Sterling Silver Occupation & Work Charms
Create stunning and genuinely memorable charm bracelets, necklaces, and even earrings with Xinar.com’s beautiful and high-quality work charms and occupation charms in 925 sterling silver!
Sterling silver occupation charms are great gifts for the hardworking people in your life, and they’re extra special because they have a direct link to people’s careers, passions, and lives. So instead of making do with charms that don’t support your artistic vision for your project, why not explore Xinar’s ever-growing online charms store and find exactly what you need?
We cater to creators and crafters from all over, and we provide only genuine sterling silver charms that are nickel-free and lead-free, too! But, of course, our silver manufacturer adheres to the strict standards of the FTC as well.
Finding truly hypoallergenic sterling silver charms can be tough if you are ordering abroad, so we recommend getting surefire charms made from the USA. Xinar’s jewelry-making supplies are proudly made in the USA, and we take pride in constantly upgrading and improving our inventory and services. Should you need something that you can’t easily find, all you must do is email us, and we will help you out ASAP.
Xinar’s silver charms are made through the lost wax casting technique – a traditional method of silver casting that requires tremendous talent and concentration to get right. Though 3D printing has improved some parts of the silver manufacturing industry, our charms are still produced by master casters that exert utmost effort in bringing you the most detailed jewelry charms ever.
The Symbols of the Professions
Called Mercury’s Caduceus, the staff with a winged helmet and two snakes on top is the symbol of Hermes (or Mercury). According to mythology, when the messenger god threw his staff in between two snakes that were fighting, the snakes were entwined and became more friendly.
As the patron god of merchants, Mercury was revered for his role as an intermediary throughout history.

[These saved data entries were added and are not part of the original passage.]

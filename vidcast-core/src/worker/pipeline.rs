use std::path::{Path, PathBuf};

use tempfile::TempDir;
use tokio::time::sleep;
use tracing::{debug, info, warn};

use crate::encoder::{EncoderError, MediaProbe};
use crate::jobs::{JobRendition, ReadyUpdate, VideoJob};
use crate::storage::StorageError;

use super::error::{PipelineError, PipelineResult};
use super::TranscodeWorker;

const RENDITION_START: u8 = 70;
const RENDITION_END: u8 = 90;

impl TranscodeWorker {
    /// Runs every stage for one claimed job. The scratch directory is removed
    /// when this returns, whichever stage ended it.
    pub(super) async fn process(&self, job: &VideoJob) -> PipelineResult<()> {
        self.progress.begin(&job.id);
        let scratch = self.create_scratch(&job.id)?;
        let result = self.run_stages(job, scratch.path()).await;
        let scratch_path = scratch.path().to_path_buf();
        if let Err(err) = scratch.close() {
            warn!(target: "worker", job_id = %job.id, path = %scratch_path.display(), error = %err, "failed to remove scratch directory");
        }
        result
    }

    async fn run_stages(&self, job: &VideoJob, scratch: &Path) -> PipelineResult<()> {
        self.progress
            .update(&job.id, "fetch", 10, "downloading source");
        let source = self.fetch_source(job, scratch).await?;
        self.progress.update(&job.id, "fetch", 20, "source downloaded");

        self.progress.update(&job.id, "probe", 30, "reading metadata");
        let probe = self.probe(job, &source).await?;

        self.progress
            .update(&job.id, "thumbnail", 50, "generating thumbnail");
        let thumbnail_url = self.thumbnail(job, &source, &probe).await?;

        let renditions = self.renditions(job, &source).await;

        let update = ReadyUpdate {
            duration_s: probe.duration_s,
            thumbnail_url,
            renditions,
        };
        self.store
            .mark_ready(&job.id, &self.settings.worker_id, &update)?;
        self.progress.update(
            &job.id,
            "finalize",
            100,
            format!("published with {} renditions", update.renditions.len()),
        );
        Ok(())
    }

    fn create_scratch(&self, job_id: &str) -> PipelineResult<TempDir> {
        let root = &self.settings.scratch_dir;
        std::fs::create_dir_all(root).map_err(|source| PipelineError::Io {
            source,
            path: root.clone(),
        })?;
        tempfile::Builder::new()
            .prefix(&format!("job-{job_id}-"))
            .tempdir_in(root)
            .map_err(|source| PipelineError::Io {
                source,
                path: root.clone(),
            })
    }

    async fn fetch_source(&self, job: &VideoJob, scratch: &Path) -> PipelineResult<PathBuf> {
        let policy = &self.settings.fetch_retry;
        let attempts = policy.attempts.max(1);
        let mut attempt = 0;
        let bytes = loop {
            match self.storage.download(&job.source_url).await {
                Ok(bytes) => break bytes,
                Err(err) if !err.is_transient() => {
                    return Err(PipelineError::Storage {
                        stage: "fetch",
                        source: err,
                    })
                }
                Err(err) if attempt + 1 >= attempts => {
                    return Err(PipelineError::TransientFetch {
                        url: job.source_url.clone(),
                        attempts,
                        source: err,
                    })
                }
                Err(err) => {
                    let delay = policy.compute_delay(attempt);
                    warn!(
                        target: "worker",
                        job_id = %job.id,
                        attempt = attempt + 1,
                        wait = ?delay,
                        error = %err,
                        "retrying source download"
                    );
                    if !delay.is_zero() {
                        sleep(delay).await;
                    }
                    attempt += 1;
                }
            }
        };
        let path = scratch.join(source_file_name(&job.source_url));
        tokio::fs::write(&path, &bytes)
            .await
            .map_err(|source| PipelineError::Io {
                source,
                path: path.clone(),
            })?;
        debug!(target: "worker", job_id = %job.id, size = bytes.len(), "source written to scratch");
        Ok(path)
    }

    async fn probe(&self, job: &VideoJob, source: &Path) -> PipelineResult<MediaProbe> {
        let probe = self.encoder.probe(source).await.map_err(|err| {
            if err.is_metadata() {
                PipelineError::Metadata(err)
            } else {
                PipelineError::Encode {
                    stage: "probe",
                    source: err,
                }
            }
        })?;
        info!(
            target: "worker",
            job_id = %job.id,
            duration_s = probe.duration_s,
            width = probe.width,
            height = probe.height,
            codec = %probe.codec,
            "probed source"
        );
        Ok(probe)
    }

    async fn thumbnail(
        &self,
        job: &VideoJob,
        source: &Path,
        probe: &MediaProbe,
    ) -> PipelineResult<String> {
        let offset = self.settings.thumbnail_offset(probe.duration_s);
        let frame = self
            .encoder
            .thumbnail(source, offset)
            .await
            .map_err(|source| PipelineError::Encode {
                stage: "thumbnail",
                source,
            })?;
        let bytes = frame.read().await.map_err(|source| PipelineError::Encode {
            stage: "thumbnail",
            source,
        })?;
        let url = self
            .storage
            .upload_thumbnail(bytes)
            .await
            .map_err(|source| PipelineError::Storage {
                stage: "thumbnail",
                source,
            })?;
        debug!(target: "worker", job_id = %job.id, %url, "thumbnail uploaded");
        Ok(url)
    }

    /// Encodes and uploads each configured rendition in order. A failing
    /// variant is logged and left out; the others still run.
    async fn renditions(&self, job: &VideoJob, source: &Path) -> Vec<JobRendition> {
        let specs = &self.settings.renditions;
        let total = specs.len().max(1);
        let mut published = Vec::with_capacity(specs.len());
        for (index, spec) in specs.iter().enumerate() {
            let percent = rendition_percent(index, total);
            self.progress.update(
                &job.id,
                "renditions",
                percent,
                format!("encoding {} ({})", spec.name, spec.resolution()),
            );
            match self.encode_variant(source, spec).await {
                Ok(url) => published.push(JobRendition {
                    name: spec.name.clone(),
                    width: spec.width,
                    height: spec.height,
                    bitrate_kbps: spec.bitrate_kbps,
                    url,
                }),
                Err(err) => {
                    warn!(
                        target: "worker",
                        job_id = %job.id,
                        rendition = %spec.name,
                        error = %err,
                        "rendition skipped"
                    );
                }
            }
        }
        self.progress.update(
            &job.id,
            "renditions",
            RENDITION_END,
            format!("{}/{} renditions published", published.len(), specs.len()),
        );
        published
    }

    async fn encode_variant(
        &self,
        source: &Path,
        spec: &crate::encoder::RenditionSpec,
    ) -> Result<String, VariantError> {
        let encoded = self.encoder.transcode(source, spec).await?;
        let bytes = encoded.read().await?;
        drop(encoded);
        Ok(self.storage.upload_video(bytes).await?)
    }
}

#[derive(Debug, thiserror::Error)]
enum VariantError {
    #[error(transparent)]
    Encode(#[from] EncoderError),
    #[error(transparent)]
    Storage(#[from] StorageError),
}

/// Progress for the start of variant `index` out of `total`, spread over the
/// 70..90 band. Steps stay distinct up to
/// [`MAX_RENDITIONS`](crate::config::MAX_RENDITIONS) variants.
fn rendition_percent(index: usize, total: usize) -> u8 {
    let span = (RENDITION_END - RENDITION_START) as usize;
    RENDITION_START + (span * index / total) as u8
}

fn source_file_name(url: &str) -> String {
    let name = url
        .split(['?', '#'])
        .next()
        .unwrap_or_default()
        .rsplit('/')
        .next()
        .unwrap_or_default();
    let extension = Path::new(name)
        .extension()
        .and_then(|ext| ext.to_str())
        .filter(|ext| !ext.is_empty() && ext.len() <= 5 && ext.chars().all(|c| c.is_ascii_alphanumeric()));
    match extension {
        Some(ext) => format!("source.{ext}"),
        None => "source".to_string(),
    }
}
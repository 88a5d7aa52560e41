#![allow(dead_code)]

use std::path::{Path, PathBuf};
use std::sync::atomic::{AtomicBool, AtomicUsize, Ordering};
use std::sync::{Arc, Mutex};
use std::time::Duration;

use vidcast_core::{
    EncodedFile, EncoderError, EncoderResult, ExitInfo, IngestLauncher, IngestProcess, IngestSpec,
    LiveError, LiveResult, MediaEncoder, MediaProbe, NotificationKind, Notifier, RecorderSpec,
    RenditionSpec, Storage, StorageError, StorageResult,
};

/// Encoder double writing small files into `scratch` instead of running
/// ffmpeg. Every call is logged as `probe`, `thumbnail` or the rendition
/// name.
pub struct FakeEncoder {
    scratch: PathBuf,
    probe: Option<MediaProbe>,
    fail_thumbnail: bool,
    fail_renditions: Vec<String>,
    pub calls: Mutex<Vec<String>>,
}

impl FakeEncoder {
    pub fn new(scratch: &Path, probe: Option<MediaProbe>) -> Self {
        std::fs::create_dir_all(scratch).unwrap();
        Self {
            scratch: scratch.to_path_buf(),
            probe,
            fail_thumbnail: false,
            fail_renditions: Vec::new(),
            calls: Mutex::new(Vec::new()),
        }
    }

    pub fn failing_thumbnail(mut self) -> Self {
        self.fail_thumbnail = true;
        self
    }

    pub fn failing_rendition(mut self, name: &str) -> Self {
        self.fail_renditions.push(name.to_string());
        self
    }

    pub fn calls(&self) -> Vec<String> {
        self.calls.lock().unwrap().clone()
    }

    fn output(&self, suffix: &str, contents: &[u8]) -> EncodedFile {
        let file = tempfile::Builder::new()
            .prefix("fake-")
            .suffix(suffix)
            .tempfile_in(&self.scratch)
            .unwrap();
        std::fs::write(file.path(), contents).unwrap();
        EncodedFile::new(file.into_temp_path())
    }

    fn encode_failure(stage: &str) -> EncoderError {
        EncoderError::Encode {
            command: format!("ffmpeg {stage}"),
            status: Some(1),
            stderr: "conversion failed".into(),
        }
    }
}

pub fn probe_1080p(duration_s: f64) -> MediaProbe {
    MediaProbe {
        duration_s,
        width: 1920,
        height: 1080,
        codec: "h264".into(),
        bitrate_bps: 4_800_000,
    }
}

#[async_trait::async_trait]
impl MediaEncoder for FakeEncoder {
    async fn probe(&self, input: &Path) -> EncoderResult<MediaProbe> {
        self.calls.lock().unwrap().push("probe".into());
        self.probe.clone().ok_or_else(|| {
            EncoderError::Metadata(format!("missing video stream in {}", input.display()))
        })
    }

    async fn thumbnail(&self, input: &Path, offset_s: f64) -> EncoderResult<EncodedFile> {
        self.calls.lock().unwrap().push("thumbnail".into());
        if self.fail_thumbnail {
            return Err(Self::encode_failure("thumbnail"));
        }
        let contents = format!("jpeg {} @{offset_s}", input.display());
        Ok(self.output(".jpg", contents.as_bytes()))
    }

    async fn transcode(
        &self,
        input: &Path,
        rendition: &RenditionSpec,
    ) -> EncoderResult<EncodedFile> {
        self.calls.lock().unwrap().push(rendition.name.clone());
        if self.fail_renditions.contains(&rendition.name) {
            return Err(Self::encode_failure(&rendition.name));
        }
        let contents = format!("{} {}", rendition.name, input.display());
        Ok(self.output(".mp4", contents.as_bytes()))
    }
}

#[derive(Debug, Clone, PartialEq)]
pub struct SentNotification {
    pub user_id: String,
    pub title: String,
    pub kind: NotificationKind,
}

#[derive(Default)]
pub struct RecordingNotifier {
    pub sent: Mutex<Vec<SentNotification>>,
}

impl RecordingNotifier {
    pub fn sent(&self) -> Vec<SentNotification> {
        self.sent.lock().unwrap().clone()
    }
}

impl Notifier for RecordingNotifier {
    fn notify(&self, user_id: &str, title: &str, _body: &str, kind: NotificationKind) {
        self.sent.lock().unwrap().push(SentNotification {
            user_id: user_id.to_string(),
            title: title.to_string(),
            kind,
        });
    }
}

/// Storage that accepts nothing.
pub struct RejectingStorage;

#[async_trait::async_trait]
impl Storage for RejectingStorage {
    async fn upload_video(&self, _bytes: Vec<u8>) -> StorageResult<String> {
        Err(StorageError::Unsupported("uploads disabled".into()))
    }

    async fn upload_thumbnail(&self, _bytes: Vec<u8>) -> StorageResult<String> {
        Err(StorageError::Unsupported("uploads disabled".into()))
    }

    async fn download(&self, url: &str) -> StorageResult<Vec<u8>> {
        Err(StorageError::NotFound(url.to_string()))
    }
}

/// Shared view of a fake process, kept by the test after the registry takes
/// ownership of the process itself.
#[derive(Default)]
pub struct ProcessState {
    pub alive: AtomicBool,
    pub terminated: AtomicBool,
    pub killed: AtomicBool,
    pub reaped: AtomicBool,
    pub ignore_terminate: AtomicBool,
    pub fail_exit_check: AtomicBool,
}

impl ProcessState {
    pub fn exit(&self) {
        self.alive.store(false, Ordering::SeqCst);
    }
}

pub struct FakeProcess {
    state: Arc<ProcessState>,
    pid: Option<u32>,
}

#[async_trait::async_trait]
impl IngestProcess for FakeProcess {
    fn pid(&self) -> Option<u32> {
        self.pid
    }

    fn try_exit(&mut self) -> LiveResult<Option<ExitInfo>> {
        if self.state.fail_exit_check.load(Ordering::SeqCst) {
            return Err(LiveError::Io {
                source: std::io::Error::new(std::io::ErrorKind::Other, "waitpid failed"),
                path: PathBuf::from("/proc/self"),
            });
        }
        if self.state.alive.load(Ordering::SeqCst) {
            Ok(None)
        } else {
            self.state.reaped.store(true, Ordering::SeqCst);
            Ok(Some(ExitInfo {
                code: Some(0),
                success: true,
            }))
        }
    }

    async fn terminate(&mut self) -> LiveResult<()> {
        self.state.terminated.store(true, Ordering::SeqCst);
        if !self.state.ignore_terminate.load(Ordering::SeqCst) {
            self.state.exit();
        }
        Ok(())
    }

    async fn kill(&mut self) -> LiveResult<()> {
        self.state.killed.store(true, Ordering::SeqCst);
        self.state.exit();
        Ok(())
    }

    async fn wait_exit(&mut self) -> LiveResult<ExitInfo> {
        while self.state.alive.load(Ordering::SeqCst) {
            tokio::time::sleep(Duration::from_millis(5)).await;
        }
        self.state.reaped.store(true, Ordering::SeqCst);
        Ok(ExitInfo {
            code: Some(0),
            success: true,
        })
    }
}

/// Launcher handing out [`FakeProcess`]es. Recorders write `recording_bytes`
/// to their output path as soon as they start.
#[derive(Default)]
pub struct FakeLauncher {
    pub ingests: Mutex<Vec<(IngestSpec, Arc<ProcessState>)>>,
    pub recorders: Mutex<Vec<(RecorderSpec, Arc<ProcessState>)>>,
    pub spawn_count: AtomicUsize,
    pub fail_spawn: AtomicBool,
    pub ignore_terminate: AtomicBool,
    pub with_pid: AtomicBool,
    pub recording_bytes: Vec<u8>,
}

impl FakeLauncher {
    pub fn new() -> Self {
        Self {
            recording_bytes: b"recorded stream".to_vec(),
            ..Self::default()
        }
    }

    pub fn ingest_state(&self, index: usize) -> Arc<ProcessState> {
        Arc::clone(&self.ingests.lock().unwrap()[index].1)
    }

    pub fn recorder_state(&self, index: usize) -> Arc<ProcessState> {
        Arc::clone(&self.recorders.lock().unwrap()[index].1)
    }

    fn process(&self) -> LiveResult<(FakeProcess, Arc<ProcessState>)> {
        if self.fail_spawn.load(Ordering::SeqCst) {
            return Err(LiveError::Spawn {
                program: "ffmpeg".into(),
                source: std::io::Error::new(std::io::ErrorKind::NotFound, "no such binary"),
            });
        }
        self.spawn_count.fetch_add(1, Ordering::SeqCst);
        let state = Arc::new(ProcessState::default());
        state.alive.store(true, Ordering::SeqCst);
        state
            .ignore_terminate
            .store(self.ignore_terminate.load(Ordering::SeqCst), Ordering::SeqCst);
        let pid = self
            .with_pid
            .load(Ordering::SeqCst)
            .then(std::process::id);
        Ok((
            FakeProcess {
                state: Arc::clone(&state),
                pid,
            },
            state,
        ))
    }
}

#[async_trait::async_trait]
impl IngestLauncher for FakeLauncher {
    async fn spawn_ingest(&self, spec: &IngestSpec) -> LiveResult<Box<dyn IngestProcess>> {
        let (process, state) = self.process()?;
        self.ingests.lock().unwrap().push((spec.clone(), state));
        Ok(Box::new(process))
    }

    async fn spawn_recorder(&self, spec: &RecorderSpec) -> LiveResult<Box<dyn IngestProcess>> {
        let (process, state) = self.process()?;
        std::fs::write(&spec.output, &self.recording_bytes).unwrap();
        self.recorders.lock().unwrap().push((spec.clone(), state));
        Ok(Box::new(process))
    }
}

/// Polls `check` every few milliseconds until it holds or `limit` passes.
pub async fn eventually<F, Fut>(limit: Duration, mut check: F) -> bool
where
    F: FnMut() -> Fut,
    Fut: std::future::Future<Output = bool>,
{
    let deadline = tokio::time::Instant::now() + limit;
    loop {
        if check().await {
            return true;
        }
        if tokio::time::Instant::now() >= deadline {
            return false;
        }
        tokio::time::sleep(Duration::from_millis(10)).await;
    }
}
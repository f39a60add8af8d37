use crate::{
    lock::DistributedLock,
    log,
    message::{ErrorKind, Request, Response},
};
use color_print::cformat;
use futures::{SinkExt, StreamExt};
use std::{error::Error, net::SocketAddr, sync::Arc};
use tokio::net::{TcpListener, TcpStream};
use tokio_util::codec::{Framed, LinesCodec};

/// Accepts remote calls from other peers and runs them on the local lock.
pub struct Server {
    listener: TcpListener,
    lock: Arc<DistributedLock>,
}

impl Server {
    pub async fn bind(
        address: &str,
        lock: Arc<DistributedLock>,
    ) -> Result<Self, Box<dyn Error + Send + Sync>> {
        let listener = TcpListener::bind(address).await?;
        Ok(Self { listener, lock })
    }

    pub fn local_addr(&self) -> Result<SocketAddr, Box<dyn Error + Send + Sync>> {
        Ok(self.listener.local_addr()?)
    }

    async fn handle(
        stream: TcpStream,
        address: SocketAddr,
        lock: Arc<DistributedLock>,
    ) -> Result<(), Box<dyn Error + Send + Sync>> {
        let mut lines = Framed::new(stream, LinesCodec::new());

        while let Some(line) = lines.next().await {
            let line = line?;
            let response = match Request::from_json_string(&line) {
                Ok(request) => {
                    log::debug(&cformat!(
                        "Serving {} from <bold>{address}</bold>.",
                        request.describe()
                    ));
                    lock.handle(request).await
                }
                Err(e) => {
                    log::warn(&cformat!(
                        "Received a <bold>malformed</bold> request from <bold>{address}</bold>."
                    ));
                    Response::err(ErrorKind::Malformed, e.to_string())
                }
            };

            lines.send(response.to_json_string()?).await?;
        }

        Ok(())
    }

    /// Function that serves connections until the task running it is aborted.
    pub async fn run(self) -> Result<(), Box<dyn Error + Send + Sync>> {
        loop {
            let (stream, address) = self.listener.accept().await?;
            let lock = self.lock.clone();

            tokio::spawn(async move {
                if let Err(e) = Self::handle(stream, address, lock).await {
                    log::error(&format!("{e}"));
                }
            });
        }
    }
}
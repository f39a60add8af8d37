//! Module that connects several locks living in the same process.
//!
//! Calls are dispatched straight to the target's `DistributedLock::handle`.
//! Peers can be taken down to simulate crashes, calls can be delayed, and
//! every call is recorded.

use crate::{
    error::RemoteError,
    lock::DistributedLock,
    message::{PeerId, Reply, Request},
    registry::{PeerHandle, PeerRegistry},
    remote::{into_result, RemoteInvoker},
};
use futures::{future::BoxFuture, FutureExt};
use std::{
    collections::{HashMap, HashSet},
    sync::{Arc, Mutex},
    time::Duration,
};

#[derive(Default)]
struct Inner {
    locks: HashMap<PeerId, Arc<DistributedLock>>,
    down: HashSet<PeerId>,
    sent: Vec<(PeerId, &'static str)>,
    latency: Duration,
}

/// In-process transport shared by all the locks of a simulated group.
#[derive(Clone, Default)]
pub struct LocalNetwork {
    inner: Arc<Mutex<Inner>>,
}

impl LocalNetwork {
    pub fn new() -> Self {
        Self::default()
    }

    fn inner(&self) -> std::sync::MutexGuard<'_, Inner> {
        self.inner.lock().unwrap_or_else(|e| e.into_inner())
    }

    /// Address under which a peer is registered on this network.
    pub fn address_of(id: PeerId) -> String {
        format!("local:{id}")
    }

    /// Function that creates one lock per id, each knowing all the others, and
    /// attaches them to the network. Locks still need to be initialized.
    pub fn group(&self, ids: &[PeerId]) -> Vec<Arc<DistributedLock>> {
        ids.iter()
            .map(|id| {
                let registry: PeerRegistry = ids
                    .iter()
                    .filter(|other| *other != id)
                    .map(|other| (*other, Self::address_of(*other)))
                    .collect();
                let lock = Arc::new(DistributedLock::new(*id, registry, Arc::new(self.clone())));
                self.attach(lock.clone());
                lock
            })
            .collect()
    }

    pub fn attach(&self, lock: Arc<DistributedLock>) {
        let mut inner = self.inner();
        inner.down.remove(&lock.id());
        inner.locks.insert(lock.id(), lock);
    }

    /// Function that makes a peer unreachable, as if it had crashed.
    pub fn take_down(&self, id: PeerId) {
        self.inner().down.insert(id);
    }

    pub fn bring_up(&self, id: PeerId) {
        self.inner().down.remove(&id);
    }

    /// Function that delays the delivery of every following call by `latency`.
    pub fn set_latency(&self, latency: Duration) {
        self.inner().latency = latency;
    }

    /// Calls made so far as `(target, method)` pairs.
    pub fn sent(&self) -> Vec<(PeerId, &'static str)> {
        self.inner().sent.clone()
    }

    pub fn clear_sent(&self) {
        self.inner().sent.clear();
    }

    async fn dispatch(&self, peer: &PeerHandle, request: Request) -> Result<Reply, RemoteError> {
        let latency = {
            let mut inner = self.inner();
            inner.sent.push((peer.id, request.method()));
            inner.latency
        };
        if !latency.is_zero() {
            tokio::time::sleep(latency).await;
        }

        let target = {
            let inner = self.inner();
            if inner.down.contains(&peer.id) {
                None
            } else {
                inner.locks.get(&peer.id).cloned()
            }
        };

        let Some(target) = target else {
            return Err(RemoteError::Unreachable {
                peer: peer.id,
                reason: "peer is down".to_string(),
            });
        };

        into_result(peer.id, target.handle(request).await)
    }
}

impl RemoteInvoker for LocalNetwork {
    fn call<'a>(
        &'a self,
        peer: &'a PeerHandle,
        request: Request,
    ) -> BoxFuture<'a, Result<Reply, RemoteError>> {
        self.dispatch(peer, request).boxed()
    }
}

Consequently, the Caduceus was quickly adopted to represent accounting courses. Unfortunately, the Medicine symbol’s resemblance to this symbol leads to confusion.
A blindfolded female figure, with a sword and a scale in her hands, represents Law Justice and, as a result, educational courses in law as well. Diké, or Iustitia, the daughter of Themis and Zeus, is the woman in the symbol.
In all legal theories, the sword and the scale are symbols of justice and fairness. Unfortunately, the goddess of justice was not depicted in ancient Rome and Greece, even though the image has since become standard. In the Greek version, Diké only has a sword, while in the Roman version, she is only blindfolded.
A serpent wrapped around a pastoral staff in the logos of both the World Health Organization and many other medical councils. The symbols stand for the ancient Staff of Asclepius, the Greek god of medicine. Asclepius was Apollo’s son, raised by the centaur Chiron, who oversaw passing on his healing knowledge to the young Asclepius. As a result, Asclepius could save even the dead. For the Greeks, the snake symbolized excellent knowledge and wisdom. In addition, the serpent’s ability to shed its skin has been linked to healing.
The Greek letter “Psi” represents psychology. Once, there was a connection between Poseidon’s trident and theoretical triad: behavioral, phenomenological, and cognitive. The Greek letter describes the noun “psyche,” which means “soul” in the original sense. The first Greek-letter may have been used to shorten the term “psychology” by those who first studied this subject, as the time only became popular in the 18th century.
Asclepius, the Greek god of medicine, is represented by the staff and the serpent, which are medical symbols. The central staff is shaped like a branch of a tree, representing the forces of nature and their healing abilities. The serpent is a symbol of health-preserving wisdom and prudence. When it comes to a profession, a “V” represents it. Odontology is also characterized by a snake wrapped around a staff encircled by a ring.
An acanthus leaf cluster atop a cornucopia (a Greek/Roman mythological vase shaped like a horn filled with fruits and flowers to represent fertility) symbolizes the science of adequately administering goods. Acanthus was used as a symbol of wealth in Greek art. The globe symbolizes the profession’s global reach, and the cogwheel represents the industry, the most advanced stage in the manufacturing process..
In engineering, there is no universal symbol. Instead, the profession is often symbolized by a cornucopia of items like measuring tools, pulleys, and gears in many countries.
The goddess Diana is often added to academic symbols. As a warrior and expert in the manual arts, Minerva wears a helmet and armor, spear, and shield. Inventive and a source of inspiration for men, the goddess is often depicted as an inventor herself.
Pedagogy and Philosophy
Even though there is no official symbol for philosophy and pedagogy, the owl is frequently used to represent these fields. In addition, the owl symbolizes knowledge and wisdom in Greek mythology because it is the animal that represents the wise goddess Athena.
Some believe that the animal’s characteristics, such as its meditative nature, calm demeanor, and large eyes, have played a role in developing this bond. In addition, because the night was considered an ideal time for contemplation, the owl’s nocturnal actions were yet another indication of its link to intelligence for the Greeks.